For over thirty years, the incessant roar of the city was the only background noise to her existence. Pupy, an African elephant victim of illegal wildlife trafficking, arrived in Buenos Aires in 1993, when zoos were still showcases of exoticism.
Since then, she has lived in a small concrete enclosure, at the foot of the Temple of Vesta, in the current Ecopark of the city. Around her, one after the other, all her fellow captives died. But on April 14, that cage finally opened. Amid applause, tears and hugs, Pupy began a journey of almost 4,000 kilometers to the Global Sanctuary for Elephants, in Mato Grosso, Brazil. She will be the first inhabitant of the area reserved for African elephants: a natural habitat of over a thousand hectares, far from concrete, noise and solitude.
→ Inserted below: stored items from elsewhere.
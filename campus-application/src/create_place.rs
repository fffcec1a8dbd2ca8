use super::*;

pub fn create_place(
    connections: &sqlite::Connections,
    new_place: usecases::NewPlace,
    actor: &str,
) -> Result<Place> {
    let place = connections
        .exclusive()?
        .transaction(|conn| usecases::create_place(conn, new_place, actor))
        .inspect_err(|err| {
            warn!("Failed to create place: {err}");
        })?;
    Ok(place)
}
The transfer was not easy. It took more than two years to complete each step: authorizations, health protocols, gentle training. Pupy herself dictated the timing. In February, she refused to climb into the transport crate. But a month and a half later, something in her changed. She was ready.
Her keepers said goodbye to her as the crate – custom-designed for her well-being – was lifted by a crane and loaded onto the truck that would take her far away. The memory of Kuky, the last elephant she shared the enclosure with, was in the air. Kuky died in October 2024, a few hours after the authorizations for her departure arrived.
That night, Pupy vocalized for a long time. As if she knew. As if she was saying goodbye. Since then, she has been alone. But also, perhaps, more at peace. Now, in her new world, other familiar faces await her: Mara, transferred from the Ecopark in 2020, and Guillermina, who arrived from Mendoza with her mother Pocha, who later died in the sanctuary. Kenia, another African, will also soon join her.
That cry for freedom that began in 2015, when a group of activists symbolically embraced the zoo, today becomes reality. Pupy is out. Her steps on the red earth will be slow, but sure. She will no longer be an attraction: she is a free elephant.